Collect the lines of the entries where "this" shows up.
The data below:
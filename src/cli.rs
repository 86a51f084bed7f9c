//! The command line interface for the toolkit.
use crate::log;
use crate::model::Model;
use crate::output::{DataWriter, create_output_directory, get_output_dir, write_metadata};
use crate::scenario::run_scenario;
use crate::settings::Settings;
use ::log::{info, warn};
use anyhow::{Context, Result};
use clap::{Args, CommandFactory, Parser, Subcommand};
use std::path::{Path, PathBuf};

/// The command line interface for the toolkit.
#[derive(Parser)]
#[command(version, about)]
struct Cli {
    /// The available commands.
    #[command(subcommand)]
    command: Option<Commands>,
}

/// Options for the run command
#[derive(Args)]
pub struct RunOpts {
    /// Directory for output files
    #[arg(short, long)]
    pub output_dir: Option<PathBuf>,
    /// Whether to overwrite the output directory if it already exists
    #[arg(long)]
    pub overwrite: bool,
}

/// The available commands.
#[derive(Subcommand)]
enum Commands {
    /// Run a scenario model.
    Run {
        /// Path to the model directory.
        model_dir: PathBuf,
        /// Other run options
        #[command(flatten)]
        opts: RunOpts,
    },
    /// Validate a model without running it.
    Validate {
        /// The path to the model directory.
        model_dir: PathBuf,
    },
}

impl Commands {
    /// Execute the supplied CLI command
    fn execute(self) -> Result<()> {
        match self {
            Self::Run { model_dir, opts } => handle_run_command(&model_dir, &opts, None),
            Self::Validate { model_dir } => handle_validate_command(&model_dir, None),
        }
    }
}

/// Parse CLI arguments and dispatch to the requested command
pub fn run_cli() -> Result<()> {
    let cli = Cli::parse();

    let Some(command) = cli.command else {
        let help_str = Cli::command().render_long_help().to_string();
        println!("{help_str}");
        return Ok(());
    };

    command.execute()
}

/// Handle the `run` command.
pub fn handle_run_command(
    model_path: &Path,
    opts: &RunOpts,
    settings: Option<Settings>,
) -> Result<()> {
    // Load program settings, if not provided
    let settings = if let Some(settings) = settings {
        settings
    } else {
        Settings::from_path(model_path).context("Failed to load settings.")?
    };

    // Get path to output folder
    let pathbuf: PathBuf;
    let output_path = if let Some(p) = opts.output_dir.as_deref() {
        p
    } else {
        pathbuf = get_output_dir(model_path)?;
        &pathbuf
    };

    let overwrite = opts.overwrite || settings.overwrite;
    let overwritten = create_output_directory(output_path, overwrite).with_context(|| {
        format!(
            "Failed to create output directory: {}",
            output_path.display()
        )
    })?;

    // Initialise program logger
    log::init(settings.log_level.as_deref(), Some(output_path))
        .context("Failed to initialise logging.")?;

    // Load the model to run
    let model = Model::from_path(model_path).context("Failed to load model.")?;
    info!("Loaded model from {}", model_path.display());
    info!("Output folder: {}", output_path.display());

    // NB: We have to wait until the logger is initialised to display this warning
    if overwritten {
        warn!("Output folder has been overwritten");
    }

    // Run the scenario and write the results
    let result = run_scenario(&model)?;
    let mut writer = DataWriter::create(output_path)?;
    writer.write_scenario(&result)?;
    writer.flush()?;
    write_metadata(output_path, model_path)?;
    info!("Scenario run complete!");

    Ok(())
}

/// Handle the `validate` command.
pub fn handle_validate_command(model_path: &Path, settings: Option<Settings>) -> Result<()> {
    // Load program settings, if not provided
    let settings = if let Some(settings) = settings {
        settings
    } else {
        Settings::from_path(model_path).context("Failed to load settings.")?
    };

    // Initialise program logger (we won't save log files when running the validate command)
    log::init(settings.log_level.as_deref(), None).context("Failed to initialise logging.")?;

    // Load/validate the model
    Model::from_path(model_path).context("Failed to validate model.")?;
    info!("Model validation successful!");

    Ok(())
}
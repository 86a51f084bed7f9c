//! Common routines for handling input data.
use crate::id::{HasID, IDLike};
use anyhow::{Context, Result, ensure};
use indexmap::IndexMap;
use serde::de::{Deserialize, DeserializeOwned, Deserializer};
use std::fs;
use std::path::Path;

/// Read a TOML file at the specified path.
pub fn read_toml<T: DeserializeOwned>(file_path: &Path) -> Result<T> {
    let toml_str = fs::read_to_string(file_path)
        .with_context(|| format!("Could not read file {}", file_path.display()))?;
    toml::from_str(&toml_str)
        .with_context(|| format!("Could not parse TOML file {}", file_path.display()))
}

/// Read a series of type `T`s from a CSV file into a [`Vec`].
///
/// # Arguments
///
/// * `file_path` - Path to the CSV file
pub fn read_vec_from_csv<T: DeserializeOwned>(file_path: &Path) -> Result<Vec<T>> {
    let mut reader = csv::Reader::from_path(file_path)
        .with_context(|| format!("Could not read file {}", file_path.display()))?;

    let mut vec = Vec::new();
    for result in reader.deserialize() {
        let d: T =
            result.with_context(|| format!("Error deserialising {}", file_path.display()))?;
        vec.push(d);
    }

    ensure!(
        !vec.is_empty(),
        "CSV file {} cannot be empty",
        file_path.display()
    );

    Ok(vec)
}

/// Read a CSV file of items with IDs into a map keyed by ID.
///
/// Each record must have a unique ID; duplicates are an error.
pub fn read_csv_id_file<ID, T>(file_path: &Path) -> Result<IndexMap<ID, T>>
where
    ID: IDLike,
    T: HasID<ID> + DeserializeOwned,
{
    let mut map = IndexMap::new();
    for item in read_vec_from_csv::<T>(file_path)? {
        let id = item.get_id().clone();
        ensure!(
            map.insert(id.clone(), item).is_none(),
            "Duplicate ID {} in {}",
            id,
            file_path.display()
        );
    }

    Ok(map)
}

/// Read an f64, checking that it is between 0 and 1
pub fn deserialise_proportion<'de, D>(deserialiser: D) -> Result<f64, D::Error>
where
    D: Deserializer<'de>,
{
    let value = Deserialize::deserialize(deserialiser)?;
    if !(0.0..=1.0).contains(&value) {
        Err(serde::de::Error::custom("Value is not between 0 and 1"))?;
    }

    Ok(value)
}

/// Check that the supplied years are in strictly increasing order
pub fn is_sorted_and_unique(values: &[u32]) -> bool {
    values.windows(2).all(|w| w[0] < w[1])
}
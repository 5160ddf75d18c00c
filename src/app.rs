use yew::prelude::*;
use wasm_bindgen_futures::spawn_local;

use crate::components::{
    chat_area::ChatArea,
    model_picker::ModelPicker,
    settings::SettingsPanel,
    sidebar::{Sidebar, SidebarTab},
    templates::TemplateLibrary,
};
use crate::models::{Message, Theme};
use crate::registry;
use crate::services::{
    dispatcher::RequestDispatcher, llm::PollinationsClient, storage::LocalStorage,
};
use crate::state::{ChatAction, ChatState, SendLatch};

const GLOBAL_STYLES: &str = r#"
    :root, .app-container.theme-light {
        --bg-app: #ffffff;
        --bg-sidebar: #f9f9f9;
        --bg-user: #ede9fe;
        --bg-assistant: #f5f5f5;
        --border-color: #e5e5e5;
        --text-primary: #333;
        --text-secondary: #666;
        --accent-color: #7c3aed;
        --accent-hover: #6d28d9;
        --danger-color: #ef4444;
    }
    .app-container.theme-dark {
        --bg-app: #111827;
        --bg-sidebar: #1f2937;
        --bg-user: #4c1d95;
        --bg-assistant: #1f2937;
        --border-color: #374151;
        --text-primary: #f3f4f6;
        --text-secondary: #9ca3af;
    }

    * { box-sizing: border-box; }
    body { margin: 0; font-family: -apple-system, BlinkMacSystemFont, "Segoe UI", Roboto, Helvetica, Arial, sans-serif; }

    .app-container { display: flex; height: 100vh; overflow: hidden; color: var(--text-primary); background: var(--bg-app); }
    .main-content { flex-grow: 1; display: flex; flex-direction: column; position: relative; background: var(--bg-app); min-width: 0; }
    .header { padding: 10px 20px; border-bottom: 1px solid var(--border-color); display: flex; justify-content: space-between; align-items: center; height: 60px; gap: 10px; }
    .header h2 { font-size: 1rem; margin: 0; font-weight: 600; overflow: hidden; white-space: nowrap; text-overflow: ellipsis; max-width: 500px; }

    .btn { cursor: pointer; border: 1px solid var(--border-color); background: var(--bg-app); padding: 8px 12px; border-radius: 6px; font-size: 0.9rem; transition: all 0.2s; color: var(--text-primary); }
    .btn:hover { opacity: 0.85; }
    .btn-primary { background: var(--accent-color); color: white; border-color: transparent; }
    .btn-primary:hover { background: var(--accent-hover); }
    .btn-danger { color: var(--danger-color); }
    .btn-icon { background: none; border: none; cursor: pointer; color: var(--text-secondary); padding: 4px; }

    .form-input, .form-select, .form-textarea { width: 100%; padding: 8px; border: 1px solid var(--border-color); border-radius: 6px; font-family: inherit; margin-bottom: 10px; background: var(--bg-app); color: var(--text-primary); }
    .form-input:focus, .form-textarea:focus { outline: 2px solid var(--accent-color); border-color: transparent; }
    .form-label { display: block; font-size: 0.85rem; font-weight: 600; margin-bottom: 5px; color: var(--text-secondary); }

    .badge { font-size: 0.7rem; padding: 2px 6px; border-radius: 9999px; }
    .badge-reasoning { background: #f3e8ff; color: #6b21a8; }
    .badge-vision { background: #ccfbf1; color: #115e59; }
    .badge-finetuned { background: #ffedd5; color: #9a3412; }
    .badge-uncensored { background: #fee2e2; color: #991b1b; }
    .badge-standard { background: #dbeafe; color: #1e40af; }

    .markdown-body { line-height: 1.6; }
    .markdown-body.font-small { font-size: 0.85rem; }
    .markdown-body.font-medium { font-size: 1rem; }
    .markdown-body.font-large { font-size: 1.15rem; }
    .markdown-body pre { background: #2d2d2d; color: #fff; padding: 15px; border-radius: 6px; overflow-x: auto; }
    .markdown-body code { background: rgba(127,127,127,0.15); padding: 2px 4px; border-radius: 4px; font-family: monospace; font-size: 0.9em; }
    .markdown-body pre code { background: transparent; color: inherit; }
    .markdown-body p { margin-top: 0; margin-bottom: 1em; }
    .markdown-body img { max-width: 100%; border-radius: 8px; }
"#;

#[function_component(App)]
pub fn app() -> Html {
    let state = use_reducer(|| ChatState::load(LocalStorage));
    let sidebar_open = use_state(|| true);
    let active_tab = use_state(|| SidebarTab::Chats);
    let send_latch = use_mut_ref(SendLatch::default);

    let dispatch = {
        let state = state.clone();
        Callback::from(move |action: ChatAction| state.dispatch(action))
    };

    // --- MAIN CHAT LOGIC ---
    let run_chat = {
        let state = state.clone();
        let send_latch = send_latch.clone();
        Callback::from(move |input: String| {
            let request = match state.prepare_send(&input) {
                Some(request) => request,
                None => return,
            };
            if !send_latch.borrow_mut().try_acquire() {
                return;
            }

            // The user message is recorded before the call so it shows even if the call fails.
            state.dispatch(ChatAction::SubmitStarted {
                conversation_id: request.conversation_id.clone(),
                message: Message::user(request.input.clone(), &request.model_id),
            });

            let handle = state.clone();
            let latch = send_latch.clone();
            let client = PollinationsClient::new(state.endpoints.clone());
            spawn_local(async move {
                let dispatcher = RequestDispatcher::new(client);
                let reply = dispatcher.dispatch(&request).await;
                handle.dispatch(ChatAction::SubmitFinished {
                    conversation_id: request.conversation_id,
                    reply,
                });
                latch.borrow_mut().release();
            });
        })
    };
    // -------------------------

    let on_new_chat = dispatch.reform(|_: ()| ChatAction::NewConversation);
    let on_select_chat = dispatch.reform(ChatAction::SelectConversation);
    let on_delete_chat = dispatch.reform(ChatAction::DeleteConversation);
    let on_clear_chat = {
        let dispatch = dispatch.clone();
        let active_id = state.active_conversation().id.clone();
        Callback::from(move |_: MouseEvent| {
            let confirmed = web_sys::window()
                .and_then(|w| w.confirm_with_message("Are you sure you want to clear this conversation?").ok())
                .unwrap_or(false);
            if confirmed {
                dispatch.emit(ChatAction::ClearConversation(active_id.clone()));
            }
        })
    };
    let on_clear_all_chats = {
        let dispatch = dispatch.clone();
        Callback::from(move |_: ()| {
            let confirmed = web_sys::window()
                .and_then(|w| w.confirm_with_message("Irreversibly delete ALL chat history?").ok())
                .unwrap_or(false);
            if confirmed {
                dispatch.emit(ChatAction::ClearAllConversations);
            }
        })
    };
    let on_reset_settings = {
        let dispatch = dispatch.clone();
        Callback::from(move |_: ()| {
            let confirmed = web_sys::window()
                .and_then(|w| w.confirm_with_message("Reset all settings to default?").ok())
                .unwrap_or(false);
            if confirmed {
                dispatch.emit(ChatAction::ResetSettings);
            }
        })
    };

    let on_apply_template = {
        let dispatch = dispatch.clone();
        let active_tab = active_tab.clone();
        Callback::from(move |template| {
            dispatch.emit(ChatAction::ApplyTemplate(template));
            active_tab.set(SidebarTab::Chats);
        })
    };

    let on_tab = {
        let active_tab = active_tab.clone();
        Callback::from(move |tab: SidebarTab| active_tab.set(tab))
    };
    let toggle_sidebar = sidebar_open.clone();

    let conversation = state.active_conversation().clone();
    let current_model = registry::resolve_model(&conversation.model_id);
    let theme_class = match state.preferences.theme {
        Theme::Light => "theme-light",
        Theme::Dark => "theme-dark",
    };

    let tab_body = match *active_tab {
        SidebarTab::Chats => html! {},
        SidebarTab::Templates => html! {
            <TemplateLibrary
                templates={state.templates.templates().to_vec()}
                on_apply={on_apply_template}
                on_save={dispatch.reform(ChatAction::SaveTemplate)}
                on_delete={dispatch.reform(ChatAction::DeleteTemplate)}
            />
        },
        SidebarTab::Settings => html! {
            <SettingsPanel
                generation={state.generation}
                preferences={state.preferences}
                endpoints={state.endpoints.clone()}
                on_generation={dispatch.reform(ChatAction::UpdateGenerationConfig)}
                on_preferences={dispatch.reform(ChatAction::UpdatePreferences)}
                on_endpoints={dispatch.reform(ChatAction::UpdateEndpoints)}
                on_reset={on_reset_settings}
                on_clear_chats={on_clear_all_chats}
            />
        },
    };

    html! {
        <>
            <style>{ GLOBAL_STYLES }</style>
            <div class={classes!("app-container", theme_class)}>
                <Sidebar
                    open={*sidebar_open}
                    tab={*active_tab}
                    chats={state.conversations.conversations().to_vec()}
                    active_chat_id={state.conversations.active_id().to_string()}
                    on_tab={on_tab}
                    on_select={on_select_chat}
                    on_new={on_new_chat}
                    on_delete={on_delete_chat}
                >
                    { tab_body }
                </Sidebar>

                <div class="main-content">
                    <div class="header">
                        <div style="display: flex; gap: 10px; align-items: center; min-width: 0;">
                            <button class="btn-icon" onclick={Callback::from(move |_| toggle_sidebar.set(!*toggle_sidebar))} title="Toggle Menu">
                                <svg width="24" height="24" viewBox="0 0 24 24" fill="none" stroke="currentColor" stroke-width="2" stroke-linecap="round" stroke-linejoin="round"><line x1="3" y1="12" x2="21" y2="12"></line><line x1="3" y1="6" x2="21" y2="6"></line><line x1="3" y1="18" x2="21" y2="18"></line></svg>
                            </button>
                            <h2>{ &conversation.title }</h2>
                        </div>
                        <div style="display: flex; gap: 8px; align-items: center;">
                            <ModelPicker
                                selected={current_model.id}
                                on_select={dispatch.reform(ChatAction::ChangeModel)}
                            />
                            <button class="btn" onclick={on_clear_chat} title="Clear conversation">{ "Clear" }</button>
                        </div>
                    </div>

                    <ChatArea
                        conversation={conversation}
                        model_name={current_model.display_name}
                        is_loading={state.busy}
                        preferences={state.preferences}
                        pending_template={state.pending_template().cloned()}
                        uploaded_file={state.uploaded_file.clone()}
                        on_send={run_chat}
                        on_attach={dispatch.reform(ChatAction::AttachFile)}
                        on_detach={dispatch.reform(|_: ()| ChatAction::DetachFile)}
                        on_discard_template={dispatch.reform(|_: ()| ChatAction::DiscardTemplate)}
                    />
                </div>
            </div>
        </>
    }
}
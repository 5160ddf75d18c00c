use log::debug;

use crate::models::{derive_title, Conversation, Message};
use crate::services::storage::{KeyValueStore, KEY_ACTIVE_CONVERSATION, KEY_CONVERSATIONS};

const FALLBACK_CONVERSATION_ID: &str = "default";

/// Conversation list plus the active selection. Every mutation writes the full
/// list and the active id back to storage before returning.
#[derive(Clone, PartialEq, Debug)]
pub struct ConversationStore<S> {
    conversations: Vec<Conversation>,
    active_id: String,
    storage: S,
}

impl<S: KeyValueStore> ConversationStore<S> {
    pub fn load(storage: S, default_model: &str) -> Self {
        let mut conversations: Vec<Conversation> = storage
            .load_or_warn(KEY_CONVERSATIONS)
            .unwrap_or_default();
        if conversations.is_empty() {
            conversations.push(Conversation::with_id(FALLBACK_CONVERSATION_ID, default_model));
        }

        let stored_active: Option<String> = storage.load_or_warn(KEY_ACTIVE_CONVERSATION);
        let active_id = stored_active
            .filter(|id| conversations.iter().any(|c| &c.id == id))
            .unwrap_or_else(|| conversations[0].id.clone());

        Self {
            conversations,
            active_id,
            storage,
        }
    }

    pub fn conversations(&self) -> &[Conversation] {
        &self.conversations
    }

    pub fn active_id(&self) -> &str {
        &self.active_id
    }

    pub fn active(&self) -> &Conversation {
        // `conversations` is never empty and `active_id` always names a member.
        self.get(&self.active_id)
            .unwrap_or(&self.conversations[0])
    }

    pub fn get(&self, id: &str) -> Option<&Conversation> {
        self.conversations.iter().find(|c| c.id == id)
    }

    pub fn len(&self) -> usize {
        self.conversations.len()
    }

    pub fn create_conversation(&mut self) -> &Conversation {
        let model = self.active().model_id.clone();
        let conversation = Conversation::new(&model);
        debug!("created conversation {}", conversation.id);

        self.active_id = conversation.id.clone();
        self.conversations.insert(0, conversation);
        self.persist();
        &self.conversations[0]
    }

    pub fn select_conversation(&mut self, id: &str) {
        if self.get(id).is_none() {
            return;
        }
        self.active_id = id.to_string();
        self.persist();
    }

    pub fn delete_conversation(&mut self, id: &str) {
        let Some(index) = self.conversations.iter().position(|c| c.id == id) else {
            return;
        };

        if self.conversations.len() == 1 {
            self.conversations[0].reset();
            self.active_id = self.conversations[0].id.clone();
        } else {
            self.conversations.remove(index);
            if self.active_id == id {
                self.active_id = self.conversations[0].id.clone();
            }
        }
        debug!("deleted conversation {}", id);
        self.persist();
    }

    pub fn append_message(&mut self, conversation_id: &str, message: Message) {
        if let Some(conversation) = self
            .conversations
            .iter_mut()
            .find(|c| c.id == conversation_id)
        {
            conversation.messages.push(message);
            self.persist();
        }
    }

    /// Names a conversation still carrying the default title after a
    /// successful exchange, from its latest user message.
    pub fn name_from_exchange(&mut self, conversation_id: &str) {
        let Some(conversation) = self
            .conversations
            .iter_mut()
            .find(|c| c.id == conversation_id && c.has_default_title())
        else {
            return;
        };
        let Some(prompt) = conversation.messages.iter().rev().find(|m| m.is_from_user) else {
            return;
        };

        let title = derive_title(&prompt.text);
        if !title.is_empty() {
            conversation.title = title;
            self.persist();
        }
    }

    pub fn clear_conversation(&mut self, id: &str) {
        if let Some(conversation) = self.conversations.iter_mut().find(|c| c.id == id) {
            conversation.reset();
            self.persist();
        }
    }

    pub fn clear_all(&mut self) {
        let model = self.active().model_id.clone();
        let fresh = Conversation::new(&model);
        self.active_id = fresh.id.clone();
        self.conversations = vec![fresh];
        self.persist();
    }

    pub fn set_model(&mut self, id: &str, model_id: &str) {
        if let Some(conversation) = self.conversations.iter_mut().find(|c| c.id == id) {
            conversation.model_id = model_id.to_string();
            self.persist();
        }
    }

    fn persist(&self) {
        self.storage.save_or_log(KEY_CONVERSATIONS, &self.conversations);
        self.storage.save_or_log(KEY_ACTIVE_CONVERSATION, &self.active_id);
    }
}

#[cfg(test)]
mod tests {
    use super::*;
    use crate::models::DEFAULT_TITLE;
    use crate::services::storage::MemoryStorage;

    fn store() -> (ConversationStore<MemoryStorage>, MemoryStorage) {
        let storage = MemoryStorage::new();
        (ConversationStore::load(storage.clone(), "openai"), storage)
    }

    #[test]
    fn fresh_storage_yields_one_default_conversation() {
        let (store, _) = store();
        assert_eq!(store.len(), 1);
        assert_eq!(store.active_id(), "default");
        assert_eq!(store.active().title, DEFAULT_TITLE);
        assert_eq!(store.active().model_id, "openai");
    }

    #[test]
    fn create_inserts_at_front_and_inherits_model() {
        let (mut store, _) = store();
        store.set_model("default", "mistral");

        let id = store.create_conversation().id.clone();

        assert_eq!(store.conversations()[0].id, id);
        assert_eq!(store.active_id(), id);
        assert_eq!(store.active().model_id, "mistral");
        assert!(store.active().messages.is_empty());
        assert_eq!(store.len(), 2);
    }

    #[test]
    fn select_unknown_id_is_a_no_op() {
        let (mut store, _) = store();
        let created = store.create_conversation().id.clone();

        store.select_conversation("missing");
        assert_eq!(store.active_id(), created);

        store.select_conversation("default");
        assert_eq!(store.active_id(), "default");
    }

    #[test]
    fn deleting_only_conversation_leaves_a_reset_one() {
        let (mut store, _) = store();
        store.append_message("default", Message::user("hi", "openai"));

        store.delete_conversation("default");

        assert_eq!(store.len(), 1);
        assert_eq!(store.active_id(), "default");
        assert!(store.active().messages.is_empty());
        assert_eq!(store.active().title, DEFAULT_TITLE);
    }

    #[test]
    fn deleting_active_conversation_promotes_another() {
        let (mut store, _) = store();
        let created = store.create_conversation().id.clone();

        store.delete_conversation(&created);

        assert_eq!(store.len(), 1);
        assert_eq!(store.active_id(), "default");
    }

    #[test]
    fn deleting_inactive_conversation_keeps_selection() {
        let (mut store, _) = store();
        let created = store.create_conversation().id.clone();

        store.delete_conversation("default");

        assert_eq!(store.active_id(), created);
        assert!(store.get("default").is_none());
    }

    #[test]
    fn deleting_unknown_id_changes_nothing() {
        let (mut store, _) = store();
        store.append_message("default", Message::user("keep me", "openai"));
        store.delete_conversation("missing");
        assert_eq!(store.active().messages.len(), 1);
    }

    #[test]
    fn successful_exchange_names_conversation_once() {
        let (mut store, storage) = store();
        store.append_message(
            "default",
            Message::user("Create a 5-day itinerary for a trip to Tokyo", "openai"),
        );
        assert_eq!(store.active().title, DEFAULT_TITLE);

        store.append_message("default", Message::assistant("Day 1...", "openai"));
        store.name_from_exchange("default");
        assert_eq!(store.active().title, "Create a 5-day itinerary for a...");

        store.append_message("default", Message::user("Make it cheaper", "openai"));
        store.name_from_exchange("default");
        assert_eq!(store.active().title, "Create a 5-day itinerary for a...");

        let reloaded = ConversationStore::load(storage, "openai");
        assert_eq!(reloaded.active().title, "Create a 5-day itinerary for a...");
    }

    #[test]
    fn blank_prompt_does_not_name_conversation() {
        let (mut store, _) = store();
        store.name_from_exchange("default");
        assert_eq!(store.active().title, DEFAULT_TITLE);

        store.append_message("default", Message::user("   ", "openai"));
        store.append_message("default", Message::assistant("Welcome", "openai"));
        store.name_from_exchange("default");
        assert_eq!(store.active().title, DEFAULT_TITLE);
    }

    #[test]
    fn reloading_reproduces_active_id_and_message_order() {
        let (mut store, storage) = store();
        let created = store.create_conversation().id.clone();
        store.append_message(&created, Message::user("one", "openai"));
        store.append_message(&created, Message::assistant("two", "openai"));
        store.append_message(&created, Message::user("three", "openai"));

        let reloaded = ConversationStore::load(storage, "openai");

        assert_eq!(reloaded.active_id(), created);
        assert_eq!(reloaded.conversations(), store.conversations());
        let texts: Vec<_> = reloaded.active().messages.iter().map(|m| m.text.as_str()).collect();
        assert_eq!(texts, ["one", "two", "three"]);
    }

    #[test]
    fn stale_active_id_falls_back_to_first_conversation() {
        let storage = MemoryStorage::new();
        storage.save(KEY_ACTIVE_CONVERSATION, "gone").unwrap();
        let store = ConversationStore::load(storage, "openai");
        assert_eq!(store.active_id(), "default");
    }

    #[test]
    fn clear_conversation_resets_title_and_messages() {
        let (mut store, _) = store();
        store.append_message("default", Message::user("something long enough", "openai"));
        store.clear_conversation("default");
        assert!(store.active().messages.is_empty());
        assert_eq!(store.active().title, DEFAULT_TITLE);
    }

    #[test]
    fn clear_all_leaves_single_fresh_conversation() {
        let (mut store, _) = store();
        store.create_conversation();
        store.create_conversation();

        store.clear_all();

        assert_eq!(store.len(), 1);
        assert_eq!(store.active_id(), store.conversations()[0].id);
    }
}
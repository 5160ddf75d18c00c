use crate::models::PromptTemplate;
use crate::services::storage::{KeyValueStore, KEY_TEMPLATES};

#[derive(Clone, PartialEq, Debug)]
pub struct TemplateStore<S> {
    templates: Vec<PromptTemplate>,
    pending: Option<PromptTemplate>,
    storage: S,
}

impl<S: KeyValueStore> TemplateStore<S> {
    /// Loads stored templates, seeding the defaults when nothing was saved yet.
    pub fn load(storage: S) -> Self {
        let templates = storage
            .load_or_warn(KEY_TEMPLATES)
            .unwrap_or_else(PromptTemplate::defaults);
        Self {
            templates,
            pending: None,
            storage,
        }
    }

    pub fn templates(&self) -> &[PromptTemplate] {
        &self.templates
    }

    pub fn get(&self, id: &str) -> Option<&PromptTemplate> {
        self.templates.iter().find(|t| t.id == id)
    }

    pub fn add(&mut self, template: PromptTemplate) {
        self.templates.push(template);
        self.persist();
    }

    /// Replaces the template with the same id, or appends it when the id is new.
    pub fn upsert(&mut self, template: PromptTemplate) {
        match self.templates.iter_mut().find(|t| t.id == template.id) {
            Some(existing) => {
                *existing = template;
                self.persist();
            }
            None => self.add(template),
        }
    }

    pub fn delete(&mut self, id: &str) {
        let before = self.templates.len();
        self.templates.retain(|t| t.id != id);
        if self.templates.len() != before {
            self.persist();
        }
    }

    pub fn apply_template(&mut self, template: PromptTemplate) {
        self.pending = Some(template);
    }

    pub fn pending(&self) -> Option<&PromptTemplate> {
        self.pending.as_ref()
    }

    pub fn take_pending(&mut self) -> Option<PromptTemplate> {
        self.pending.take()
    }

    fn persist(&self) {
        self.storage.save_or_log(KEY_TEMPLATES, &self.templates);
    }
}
End of The data.
# Completed exercise
    // NB: We have to wait until the logger is initialised to display this warning
                .and_then(|w| w.confirm_with_message("Are you sure you want to clear this conversation?").ok())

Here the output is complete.